African sleeping sickness is a generic term that applies to two very dreadful diseases that plague sub-Sahara Africa.  Both diseases, officially called African trypanosomiasis, are caused by infestation of a protozoa transmitted by the tsetse fly.  Sixty million people living in 36 African countries are at risk.

One particular strain of protozoa causes Trypanosoma brucei gambiense and another causes Trypanosoma brucei rhodesiense.  Both diseases generate similar symptoms in humans but one is chronic while the other is acute and each strain is prevalent in a different geographic region.

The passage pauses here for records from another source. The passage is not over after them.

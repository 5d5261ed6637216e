//! # Quote Ingest Database Crate
//!
//! This crate is the application-specific interface to the PostgreSQL
//! database that holds the `stock_data` table (see `schema.sql`).
//!
//! ## Public API
//!
//! - `connect`: opens a small connection pool from `DatabaseSettings`.
//! - `QuoteStore` / `StoreConnector`: the storage seam the pipeline depends on.
//! - `DbRepository` / `PgConnector`: the Postgres implementation, writing each
//!   batch as one transactional `INSERT ... ON CONFLICT DO UPDATE`.
//! - `MemoryQuoteStore` / `MemoryConnector`: an in-process implementation with
//!   the same semantics, for tests and dry runs.
//! - `DbError`: the specific error types that can be returned from this crate.

// Declare the modules that constitute this crate.
pub mod connection;
pub mod error;
pub mod memory;
pub mod repository;

// Re-export the key components to create a clean, public-facing API.
pub use connection::connect;
pub use error::DbError;
pub use memory::{MemoryConnector, MemoryQuoteStore};
pub use repository::{DbRepository, PgConnector, QuoteStore, StoreConnector};
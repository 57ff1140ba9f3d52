use anyhow::Result;
use async_trait::async_trait;
use serde_json::{json, Value};

use super::pathguard::resolve_within_root;
use super::{Tool, ToolContext, ToolResult};

pub struct ListDirectoryTool;

#[async_trait]
impl Tool for ListDirectoryTool {
    fn name(&self) -> &str {
        "list_directory"
    }

    fn description(&self) -> &str {
        "List directory contents with [FILE] or [DIR] prefix and file sizes. \
         Sorted alphabetically. Hidden files are omitted."
    }

    fn parameters_schema(&self) -> Value {
        json!({
            "type": "object",
            "properties": {
                "path": { "type": "string", "description": "Directory path, relative to the project root" }
            },
            "required": ["path"]
        })
    }

    async fn execute(&self, args: Value, ctx: &ToolContext) -> Result<ToolResult> {
        let dir_path = args
            .get("path")
            .and_then(|v| v.as_str())
            .ok_or_else(|| anyhow::anyhow!("Missing required parameter: path"))?;

        let path = resolve_within_root(dir_path, &ctx.cwd, &ctx.project_root)?;

        if !path.is_dir() {
            anyhow::bail!("Not a directory: {}", path.display());
        }

        let mut entries = Vec::new();
        let mut rd = tokio::fs::read_dir(&path).await?;

        while let Some(entry) = rd.next_entry().await? {
            let name = entry.file_name().to_string_lossy().to_string();
            if name.starts_with('.') {
                continue;
            }
            let ft = entry.file_type().await?;
            let meta = entry.metadata().await?;

            if ft.is_dir() {
                entries.push(format!("[DIR]  {name}/"));
            } else {
                entries.push(format!("[FILE] {name} ({})", format_size(meta.len())));
            }
        }

        entries.sort();
        let count = entries.len();
        let output = if entries.is_empty() {
            format!("{} is empty", path.display())
        } else {
            entries.join("\n")
        };

        Ok(ToolResult {
            output,
            title: format!("list_directory: {dir_path}"),
            metadata: json!({ "count": count }),
        })
    }
}

fn format_size(bytes: u64) -> String {
    const UNITS: &[&str] = &["B", "KB", "MB", "GB"];
    let mut size = bytes as f64;
    let mut unit = 0;
    while size >= 1024.0 && unit < UNITS.len() - 1 {
        size /= 1024.0;
        unit += 1;
    }
    if unit == 0 {
        format!("{bytes}B")
    } else {
        format!("{size:.1}{}", UNITS[unit])
    }
}

#[cfg(test)]
mod tests {
    use super::*;

    #[tokio::test]
    async fn lists_entries_sorted_and_excludes_hidden() {
        let tmp = tempfile::tempdir().unwrap();
        std::fs::write(tmp.path().join("b.txt"), "x").unwrap();
        std::fs::write(tmp.path().join("a.txt"), "x").unwrap();
        std::fs::write(tmp.path().join(".hidden"), "x").unwrap();
        let ctx = ToolContext::new(tmp.path().to_path_buf());
        let result = ListDirectoryTool
            .execute(json!({ "path": "." }), &ctx)
            .await
            .unwrap();
        assert!(result.output.find("a.txt").unwrap() < result.output.find("b.txt").unwrap());
        assert!(!result.output.contains(".hidden"));
    }
}
use anyhow::Result;
use async_trait::async_trait;
use serde_json::{json, Value};

use crate::model::Journey;
use super::{Tool, ToolContext, ToolResult};

/// Journeys live under `journeys/<id>.yaml` (DESIGN.md open-question decision).
const JOURNEY_DIR: &str = "journeys";

pub struct ReadJourneyTool;

#[async_trait]
impl Tool for ReadJourneyTool {
    fn name(&self) -> &str {
        "read_journey"
    }

    fn description(&self) -> &str {
        "Read a user journey's full definition by id: actor, steps, and \
         implementation files/tests."
    }

    fn parameters_schema(&self) -> Value {
        json!({
            "type": "object",
            "properties": {
                "id": { "type": "string", "description": "Journey id, e.g. JRN-044" }
            },
            "required": ["id"]
        })
    }

    async fn execute(&self, args: Value, ctx: &ToolContext) -> Result<ToolResult> {
        let id_arg = args
            .get("id")
            .and_then(|v| v.as_str())
            .ok_or_else(|| anyhow::anyhow!("Missing required parameter: id"))?;
        let id = id_arg.trim_start_matches("JRN-").trim_start_matches("jrn-");

        let path = ctx.project_root.join(JOURNEY_DIR).join(format!("{id}.yaml"));
        if !path.is_file() {
            return Ok(ToolResult {
                output: format!("No journey found for id {id}"),
                title: format!("read_journey: {id_arg}"),
                metadata: json!({ "error": "not_found" }),
            });
        }

        let raw = tokio::fs::read_to_string(&path).await?;
        let journey: Journey = serde_yaml::from_str(&raw)
            .map_err(|e| anyhow::anyhow!("Malformed journey YAML for {id}: {e}"))?;

        let output = format!(
            "Journey {}: {}\nActor: {}\nState: {:?}\nSteps:\n{}\nFiles: {}\nTests: {}",
            journey.id,
            journey.title,
            journey.actor,
            journey.state,
            journey
                .steps
                .iter()
                .map(|s| format!("  - {s}"))
                .collect::<Vec<_>>()
                .join("\n"),
            journey.implementation.files.join(", "),
            journey.implementation.tests.join(", "),
        );

        Ok(ToolResult {
            output,
            title: format!("read_journey: JRN-{id}"),
            metadata: json!({ "state": format!("{:?}", journey.state) }),
        })
    }
}

#[cfg(test)]
mod tests {
    use super::*;

    #[tokio::test]
    async fn reads_and_renders_a_journey() {
        let tmp = tempfile::tempdir().unwrap();
        let dir = tmp.path().join("journeys");
        std::fs::create_dir_all(&dir).unwrap();
        std::fs::write(
            dir.join("044.yaml"),
            "id: JRN-044\ntitle: Edit notes\nstate: accepted\nactor: writer\ndescription: edits a note\nsteps: [open, edit, save]\nimplementation:\n  files: [docs/notes.md]\n  tests: [tests/test_jrn_044.py]\n",
        )
        .unwrap();

        let ctx = ToolContext::new(tmp.path().to_path_buf());
        let result = ReadJourneyTool
            .execute(json!({ "id": "JRN-044" }), &ctx)
            .await
            .unwrap();
        assert!(result.output.contains("Edit notes"));
        assert!(result.output.contains("tests/test_jrn_044.py"));
    }
}
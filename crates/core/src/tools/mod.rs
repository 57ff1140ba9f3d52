pub mod list_directory;
pub mod pathguard;
pub mod read_adr;
pub mod read_file;
pub mod read_journey;
pub mod search_codebase;
pub mod semantic_lookup;

use std::collections::HashMap;
use std::path::PathBuf;
use std::sync::Arc;
use std::time::Duration;

use anyhow::Result;
use async_trait::async_trait;
use serde_json::Value;

/// Every tool call is subject to this wall-clock timeout (spec.md §4.6).
pub const TOOL_TIMEOUT: Duration = Duration::from_secs(10);

#[derive(Debug, Clone, Copy, PartialEq, Eq)]
pub enum ToolPermission {
    /// All five canonical retrieval tools: no writes, no network IO.
    ReadOnly,
}

#[async_trait]
pub trait Tool: Send + Sync {
    fn name(&self) -> &str;
    fn description(&self) -> &str;
    fn parameters_schema(&self) -> Value;
    fn permission(&self) -> ToolPermission {
        ToolPermission::ReadOnly
    }
    async fn execute(&self, args: Value, ctx: &ToolContext) -> Result<ToolResult>;
}

pub type IndexHandle = Arc<warden_index::CodebaseIndex>;

#[derive(Clone)]
pub struct ToolContext {
    pub cwd: PathBuf,
    pub project_root: PathBuf,
    /// 0 = top-level role, 1 = first delegated role, etc. (adk engine only).
    pub depth: u32,
    pub index: Option<IndexHandle>,
}

impl ToolContext {
    pub fn new(project_root: PathBuf) -> Self {
        Self {
            cwd: project_root.clone(),
            project_root,
            depth: 0,
            index: None,
        }
    }
}

pub struct ToolResult {
    pub output: String,
    pub title: String,
    pub metadata: Value,
}

#[derive(Default)]
pub struct ToolRegistry {
    tools: HashMap<String, Box<dyn Tool>>,
}

impl ToolRegistry {
    pub fn new() -> Self {
        Self {
            tools: HashMap::new(),
        }
    }

    pub fn register(&mut self, tool: Box<dyn Tool>) {
        self.tools.insert(tool.name().to_string(), tool);
    }

    pub fn get(&self, name: &str) -> Option<&dyn Tool> {
        self.tools.get(name).map(|t| t.as_ref())
    }

    pub fn names(&self) -> Vec<String> {
        let mut names: Vec<String> = self.tools.keys().cloned().collect();
        names.sort();
        names
    }

    pub fn definitions(&self) -> Vec<warden_provider::ToolDefinition> {
        let mut defs: Vec<_> = self
            .tools
            .values()
            .map(|t| warden_provider::ToolDefinition {
                name: t.name().to_string(),
                description: t.description().to_string(),
                parameters: t.parameters_schema(),
            })
            .collect();
        defs.sort_by(|a, b| a.name.cmp(&b.name));
        defs
    }

    /// Executes `name` under the tool-call timeout; a timeout surfaces as
    /// `ToolError` observation text rather than a crash (spec.md §7).
    pub async fn execute(&self, name: &str, args: Value, ctx: &ToolContext) -> Result<ToolResult> {
        let tool = self
            .get(name)
            .ok_or_else(|| anyhow::anyhow!("Unknown tool: {name}"))?;
        match tokio::time::timeout(TOOL_TIMEOUT, tool.execute(args, ctx)).await {
            Ok(result) => result,
            Err(_) => Ok(ToolResult {
                output: "error: tool_timeout".to_string(),
                title: format!("{name}: timeout"),
                metadata: serde_json::json!({ "error": "tool_timeout" }),
            }),
        }
    }
}

/// Registers the five canonical retrieval tools (spec.md §4.6). Registering
/// `semantic_lookup` is optional: its absence must not break preflight, it
/// just leaves role-agents with `search_codebase`'s regex scan.
pub fn default_registry(index: Option<IndexHandle>) -> ToolRegistry {
    let mut registry = ToolRegistry::new();
    registry.register(Box::new(read_file::ReadFileTool));
    registry.register(Box::new(search_codebase::SearchCodebaseTool));
    registry.register(Box::new(list_directory::ListDirectoryTool));
    registry.register(Box::new(read_adr::ReadAdrTool));
    registry.register(Box::new(read_journey::ReadJourneyTool));
    if index.is_some() {
        registry.register(Box::new(semantic_lookup::SemanticLookupTool::new(
            index.unwrap(),
        )));
    }
    registry
}
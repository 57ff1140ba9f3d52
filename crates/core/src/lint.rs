//! ADR Lint Engine (spec.md §4.7): a deterministic gate that runs before
//! the Council. Rules live inline in accepted ADRs as a fenced
//! `enforcement` YAML block; parsing errors isolate to the owning ADR
//! rather than aborting the run (spec.md §7 `ConfigError`).

use std::path::{Path, PathBuf};
use std::time::Duration;

use regex::Regex;
use serde::Deserialize;

use crate::model::{Adr, AdrStatus, Finding, LintRule, LintRuleType, Reference, Severity};

#[derive(Debug, thiserror::Error)]
pub enum LintError {
    #[error("{adr_id}: malformed enforcement block: {reason}")]
    MalformedEnforcement { adr_id: String, reason: String },
    #[error("{adr_id}: rule scope_glob escapes the project root: {scope_glob}")]
    ScopeEscapesRoot { adr_id: String, scope_glob: String },
    #[error("{adr_id}: rule timeout_ms {timeout_ms} exceeds the {max}ms ceiling")]
    TimeoutTooLarge {
        adr_id: String,
        timeout_ms: u64,
        max: u64,
    },
}

#[derive(Debug, Deserialize)]
struct RawRule {
    #[serde(rename = "type")]
    rule_type: String,
    pattern: String,
    scope_glob: String,
    violation_message: String,
    #[serde(default = "default_timeout_ms")]
    timeout_ms: u64,
}

fn default_timeout_ms() -> u64 {
    2000
}

/// Parses one ADR markdown document. `id` is the caller-supplied ADR id
/// (derived from the filename, e.g. `ADR-025-foo.md` -> `"025"`).
pub fn parse_adr(id: &str, markdown: &str) -> Result<Adr, LintError> {
    let status = extract_status(markdown);
    let enforcement = extract_enforcement_block(markdown);

    let rules = match enforcement {
        Some(block) => parse_rules(id, &block)?,
        None => Vec::new(),
    };

    Ok(Adr {
        id: id.to_string(),
        status,
        enforcement: rules,
    })
}

fn extract_status(markdown: &str) -> AdrStatus {
    let re = Regex::new(r"(?im)^status:\s*(\w+)\s*$").expect("static pattern");
    let Some(caps) = re.captures(markdown) else {
        return AdrStatus::Draft;
    };
    match caps[1].to_lowercase().as_str() {
        "accepted" => AdrStatus::Accepted,
        "proposed" => AdrStatus::Proposed,
        "superseded" => AdrStatus::Superseded,
        _ => AdrStatus::Draft,
    }
}

fn extract_enforcement_block(markdown: &str) -> Option<String> {
    let re = Regex::new(r"(?s)```enforcement\s*\n(.*?)```").expect("static pattern");
    re.captures(markdown).map(|c| c[1].to_string())
}

fn parse_rules(adr_id: &str, yaml: &str) -> Result<Vec<LintRule>, LintError> {
    let raw: Vec<RawRule> =
        serde_yaml::from_str(yaml).map_err(|e| LintError::MalformedEnforcement {
            adr_id: adr_id.to_string(),
            reason: e.to_string(),
        })?;

    raw.into_iter()
        .map(|r| {
            if r.timeout_ms > LintRule::MAX_TIMEOUT_MS {
                return Err(LintError::TimeoutTooLarge {
                    adr_id: adr_id.to_string(),
                    timeout_ms: r.timeout_ms,
                    max: LintRule::MAX_TIMEOUT_MS,
                });
            }
            if r.scope_glob.starts_with('/') || r.scope_glob.contains("..") {
                return Err(LintError::ScopeEscapesRoot {
                    adr_id: adr_id.to_string(),
                    scope_glob: r.scope_glob,
                });
            }
            let rule_type = match r.rule_type.as_str() {
                "ast" => LintRuleType::Ast,
                _ => LintRuleType::Regex,
            };
            Ok(LintRule {
                adr_id: adr_id.to_string(),
                rule_type,
                pattern: r.pattern,
                scope_glob: r.scope_glob,
                violation_message: r.violation_message,
                timeout_ms: r.timeout_ms,
            })
        })
        .collect()
}

/// Runs every accepted ADR's rules against the project tree and returns the
/// findings. `ast`-typed rules are parsed but not evaluated -- no AST
/// engine is carried, matching the rest of the pack's dependency set -- and
/// are skipped with a warning rather than silently reported as passing.
pub async fn run_lint(project_root: &Path, adrs: &[Adr]) -> Vec<Finding> {
    let mut findings = Vec::new();

    for adr in adrs {
        for rule in adr.active_rules() {
            if rule.rule_type == LintRuleType::Ast {
                tracing::warn!(adr_id = %rule.adr_id, "ast lint rules are not executed");
                continue;
            }
            match run_rule(project_root, rule).await {
                Ok(mut rule_findings) => findings.append(&mut rule_findings),
                Err(err) => {
                    tracing::warn!(adr_id = %rule.adr_id, error = %err, "lint rule failed");
                }
            }
        }
    }

    findings
}

async fn run_rule(project_root: &Path, rule: &LintRule) -> anyhow::Result<Vec<Finding>> {
    let pattern = Regex::new(&rule.pattern)?;
    let files = matching_files(project_root, &rule.scope_glob)?;
    let mut findings = Vec::new();

    for file in files {
        let rel = file
            .strip_prefix(project_root)
            .unwrap_or(&file)
            .to_string_lossy()
            .to_string();
        let timeout = Duration::from_millis(rule.timeout_ms);
        let scan = tokio::time::timeout(timeout, scan_file(file.clone(), pattern.clone()));
        match scan.await {
            Ok(Ok(hits)) => {
                for (line, col) in hits {
                    findings.push(Finding {
                        role: "adr-lint".to_string(),
                        severity: Severity::Block,
                        message: format!("{}:{}:{}: {}", rel, line, col, rule.violation_message),
                        references: vec![
                            Reference::Adr(rule.adr_id.clone()),
                            Reference::FileLine(rel.clone(), line),
                        ],
                        chunk_id: None,
                    });
                }
            }
            Ok(Err(err)) => {
                tracing::warn!(file = %rel, error = %err, "lint scan failed");
            }
            Err(_) => {
                tracing::warn!(file = %rel, "lint rule timed out");
            }
        }
    }

    Ok(findings)
}

async fn scan_file(path: PathBuf, pattern: Regex) -> anyhow::Result<Vec<(u32, u32)>> {
    let content = tokio::fs::read_to_string(&path).await?;
    let mut hits = Vec::new();
    for (line_no, line) in content.lines().enumerate() {
        if let Some(m) = pattern.find(line) {
            hits.push((line_no as u32 + 1, m.start() as u32 + 1));
        }
    }
    Ok(hits)
}

fn matching_files(project_root: &Path, scope_glob: &str) -> anyhow::Result<Vec<PathBuf>> {
    let pattern = project_root.join(scope_glob);
    let pattern_str = pattern.to_string_lossy().to_string();
    let mut files = Vec::new();
    for entry in glob::glob(&pattern_str)? {
        let path = entry?;
        if path.is_file() {
            files.push(path);
        }
    }
    Ok(files)
}

#[cfg(test)]
mod tests {
    use super::*;

    const SAMPLE: &str = r#"
# ADR-025: no module-level side effects

Status: Accepted

```enforcement
- type: regex
  pattern: "^ai_service = "
  scope_glob: "**/*.py"
  violation_message: "module-level AIService instantiation is forbidden"
  timeout_ms: 1000
```
"#;

    #[test]
    fn parses_status_and_enforcement_block() {
        let adr = parse_adr("025", SAMPLE).unwrap();
        assert_eq!(adr.status, AdrStatus::Accepted);
        assert_eq!(adr.enforcement.len(), 1);
        assert_eq!(adr.enforcement[0].adr_id, "025");
    }

    #[test]
    fn draft_adr_contributes_no_active_rules() {
        let adr = parse_adr("026", "Status: Draft\n").unwrap();
        assert!(adr.active_rules().is_empty());
    }

    #[test]
    fn rejects_a_scope_glob_that_escapes_the_root() {
        let yaml = "- type: regex\n  pattern: \"x\"\n  scope_glob: \"/etc/*\"\n  violation_message: \"m\"\n";
        let err = parse_rules("027", yaml).unwrap_err();
        assert!(matches!(err, LintError::ScopeEscapesRoot { .. }));
    }

    #[tokio::test]
    async fn run_lint_finds_a_violation_in_a_matching_file() {
        let tmp = tempfile::tempdir().unwrap();
        std::fs::write(tmp.path().join("check.py"), "ai_service = AIService()\n").unwrap();
        let adr = parse_adr("025", SAMPLE).unwrap();
        let findings = run_lint(tmp.path(), &[adr]).await;
        assert_eq!(findings.len(), 1);
        assert_eq!(findings[0].severity, Severity::Block);
    }
}
//! A role's reasoning transcript: the Reason-Act-Observe loop's append-only
//! message history, trimmed FIFO under budget pressure (spec.md §4.3/§4.9).

use chrono::{DateTime, Utc};
use warden_provider::{Message, Role as MessageRole};

#[derive(Debug)]
pub struct Transcript {
    pub id: String,
    pub created_at: DateTime<Utc>,
    messages: Vec<Message>,
}

impl Transcript {
    pub fn new() -> Self {
        Self {
            id: uuid::Uuid::new_v4().to_string(),
            created_at: Utc::now(),
            messages: Vec::new(),
        }
    }

    pub fn push(&mut self, message: Message) {
        self.messages.push(message);
    }

    pub fn messages(&self) -> &[Message] {
        &self.messages
    }

    pub fn len(&self) -> usize {
        self.messages.len()
    }

    pub fn is_empty(&self) -> bool {
        self.messages.is_empty()
    }

    /// Drops the oldest non-system, non-final-user turn until `messages()`
    /// fits `max_messages`, preserving the system turn and the most recent
    /// user turn (spec.md §4.3's trimming policy, reused for per-role loops).
    pub fn trim_fifo(&mut self, max_messages: usize) {
        if self.messages.len() <= max_messages {
            return;
        }
        let keep_first_system = self
            .messages
            .first()
            .is_some_and(|m| m.role == MessageRole::System);

        while self.messages.len() > max_messages {
            let drop_at = if keep_first_system { 1 } else { 0 };
            if drop_at >= self.messages.len().saturating_sub(1) {
                break;
            }
            self.messages.remove(drop_at);
        }
    }
}

impl Default for Transcript {
    fn default() -> Self {
        Self::new()
    }
}

#[cfg(test)]
mod tests {
    use super::*;

    fn msg(role: MessageRole, content: &str) -> Message {
        Message {
            role,
            content: warden_provider::MessageContent::Text(content.to_string()),
        }
    }

    #[test]
    fn trim_preserves_system_and_most_recent_user_turn() {
        let mut t = Transcript::new();
        t.push(msg(MessageRole::System, "s"));
        for i in 0..10 {
            t.push(msg(MessageRole::User, &format!("u{i}")));
        }
        t.trim_fifo(3);
        assert!(t.len() <= 3);
        assert_eq!(t.messages().first().unwrap().role, MessageRole::System);
        assert_eq!(t.messages().last().unwrap().content.as_text(), "u9");
    }
}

Symptoms of African sleeping sickness begin with headaches, joint pains, and fever.  Once infestation has spread to the blood and lymph systems, lymph nodes, notably along the back of the neck, swell.  If left untreated, the disease causes anemia and disease of the kidneys and the cardiac and endocrine systems.

The disease will eventually spread to the brain, causing the neurological symptoms for which the disease is named.  Confusion and impaired coordination lead to an interrupted sleep cycle.  Extreme fatigue and sleeping in the daytime are following by manic periods of insomnia during the night.

These neurological symptoms cause irreversible damage and can progress to the point of mental decline, coma, and eventually to death.

The painful bite of the tsetse fly, which is described as feeling like a hot needle sticking into the flesh, is one way to contract the disease.  Mothers can pass the parasite to their unborn babies and blood transfusions cause other infections.  Laboratory accidents are uncommon but have been known to infect healthcare providers.

There is only one known incident of sexual transmission of African sleeping sickness and this means of transmission is considered almost impossible.  This scenario was, however, the basis of an episode of television’s medical drama, House.

Symptoms of African sleeping sickness are often mild at the onset and resemble other minor ailments so treatment and diagnosis are often delayed until more serious symptoms occur.  The disease often infects people in remote locations where medical care is scarce, if available at all.

There are several effective treatment options for African sleeping sickness and their application depends upon the strain of infection and on the stage of the disease when treatment is sought.

A similar disease, called Chagas disease, occurs in South America and along the coastlines of Central America and Mexico.